▶ EXERCISE PROMPT
Search the data below for "major"; list each line that holds it.

─── SUPPLIED RECORDS

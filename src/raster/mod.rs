//! Raster source abstraction.
//!
//! A [`RasterSource`] is a randomly readable raster with known dimensions,
//! pixel layout and preferred block size. The tile generator only ever talks
//! to this trait, so any backing store can be tiled:
//!
//! ```text
//! ┌─────────────────────────────────────────┐
//! │             TileGenerator               │
//! └────────────────────┬────────────────────┘
//!                      │
//!                      ▼
//! ┌─────────────────────────────────────────┐
//! │          RasterSource Trait             │
//! └────────────────────┬────────────────────┘
//!                      │
//!        ┌─────────────┼──────────────────┐
//!        ▼             ▼                  ▼
//! ┌─────────────┐ ┌─────────────┐ ┌────────────────────┐
//! │ FileRaster  │ │MemoryRaster │ │ DiskCacheImageView │
//! │ (PNG/TIFF)  │ │ (bytes)     │ │ (temp file)        │
//! └─────────────┘ └─────────────┘ └────────────────────┘
//! ```
//!
//! # Buffer layout
//!
//! [`RasterSource::read`] fills a caller-provided buffer with the pixels of a
//! bounding box in native endianness, plane-major then row-major, with
//! interleaved channels. The buffer must be exactly
//! `width * height * planes * bytes_per_pixel` bytes.

mod file;
mod memory;

use serde::Serialize;

use crate::error::{IoError, RasterError};
use crate::image::BoundingBox;
use crate::pixel::{bytes_per_pixel, ChannelType, PixelFormat};

pub use file::FileRaster;
pub use memory::MemoryRaster;

/// Default block size for sources without a native tiling.
pub const DEFAULT_BLOCK_SIZE: u32 = 256;

// =============================================================================
// RasterSource Trait
// =============================================================================

/// Randomly readable raster.
///
/// Implementations must tolerate concurrent reads from multiple threads;
/// the tile generator shares one source across all in-flight requests.
pub trait RasterSource: Send + Sync {
    fn cols(&self) -> u32;

    fn rows(&self) -> u32;

    fn planes(&self) -> u32;

    fn pixel_format(&self) -> PixelFormat;

    fn channel_type(&self) -> ChannelType;

    /// Preferred read granularity as `(width, height)`.
    fn block_read_size(&self) -> (u32, u32);

    /// Identifier for logging (path, URI or a synthetic name).
    fn identifier(&self) -> &str;

    /// Fill `buffer` with the pixels inside `bbox`.
    ///
    /// # Errors
    ///
    /// - [`RasterError::RegionOutOfBounds`] if `bbox` is empty or not fully
    ///   inside the raster
    /// - [`RasterError::Io`] if the buffer size is wrong or the read fails
    fn read(&self, buffer: &mut [u8], bbox: BoundingBox) -> Result<(), RasterError>;

    /// The valid region `[0, cols) × [0, rows)`.
    fn bounds(&self) -> BoundingBox {
        BoundingBox::from_dimensions(self.cols(), self.rows())
    }

    fn bytes_per_pixel(&self) -> usize {
        bytes_per_pixel(self.pixel_format(), self.channel_type())
    }

    /// Snapshot of the source's metadata.
    fn info(&self) -> RasterInfo {
        let (tile_width, tile_height) = self.block_read_size();
        RasterInfo {
            identifier: self.identifier().to_string(),
            cols: self.cols(),
            rows: self.rows(),
            planes: self.planes(),
            pixel_format: self.pixel_format(),
            channel_type: self.channel_type(),
            tile_width,
            tile_height,
        }
    }
}

impl<T: RasterSource + ?Sized> RasterSource for std::sync::Arc<T> {
    fn cols(&self) -> u32 {
        (**self).cols()
    }

    fn rows(&self) -> u32 {
        (**self).rows()
    }

    fn planes(&self) -> u32 {
        (**self).planes()
    }

    fn pixel_format(&self) -> PixelFormat {
        (**self).pixel_format()
    }

    fn channel_type(&self) -> ChannelType {
        (**self).channel_type()
    }

    fn block_read_size(&self) -> (u32, u32) {
        (**self).block_read_size()
    }

    fn identifier(&self) -> &str {
        (**self).identifier()
    }

    fn read(&self, buffer: &mut [u8], bbox: BoundingBox) -> Result<(), RasterError> {
        (**self).read(buffer, bbox)
    }
}

// =============================================================================
// Raster Info
// =============================================================================

/// Serializable description of a raster source.
#[derive(Debug, Clone, PartialEq, Serialize)]
pub struct RasterInfo {
    pub identifier: String,
    pub cols: u32,
    pub rows: u32,
    pub planes: u32,
    pub pixel_format: PixelFormat,
    pub channel_type: ChannelType,
    pub tile_width: u32,
    pub tile_height: u32,
}

// =============================================================================
// Region Helpers
// =============================================================================

/// Number of bytes a read of `bbox` produces.
pub(crate) fn region_len(bbox: &BoundingBox, planes: u32, bpp: usize) -> usize {
    bbox.area() as usize * planes as usize * bpp
}

/// Validate a read request against raster bounds and buffer size.
pub(crate) fn check_region(
    bbox: &BoundingBox,
    cols: u32,
    rows: u32,
    expected_len: usize,
    buffer_len: usize,
) -> Result<(), RasterError> {
    if !BoundingBox::from_dimensions(cols, rows).contains(bbox) {
        return Err(RasterError::RegionOutOfBounds {
            bbox: *bbox,
            cols,
            rows,
        });
    }
    if expected_len != buffer_len {
        return Err(IoError::BufferSize {
            expected: expected_len,
            actual: buffer_len,
        }
        .into());
    }
    Ok(())
}

/// Copy `bbox` out of a plane-major, row-major image held in `src`.
///
/// The region must already have been validated with [`check_region`].
pub(crate) fn copy_region(
    src: &[u8],
    cols: u32,
    rows: u32,
    planes: u32,
    bpp: usize,
    bbox: &BoundingBox,
    dst: &mut [u8],
) {
    let row_len = bbox.width as usize * bpp;
    let mut out = 0;
    for plane in 0..planes as usize {
        for y in bbox.y as usize..bbox.bottom() as usize {
            let start = ((plane * rows as usize + y) * cols as usize + bbox.x as usize) * bpp;
            dst[out..out + row_len].copy_from_slice(&src[start..start + row_len]);
            out += row_len;
        }
    }
}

──────

▶ OUTPUT OF THE EXERCISE
//! bounding box in native endianness, plane-major then row-major, with
/// Copy `bbox` out of a plane-major, row-major image held in `src`.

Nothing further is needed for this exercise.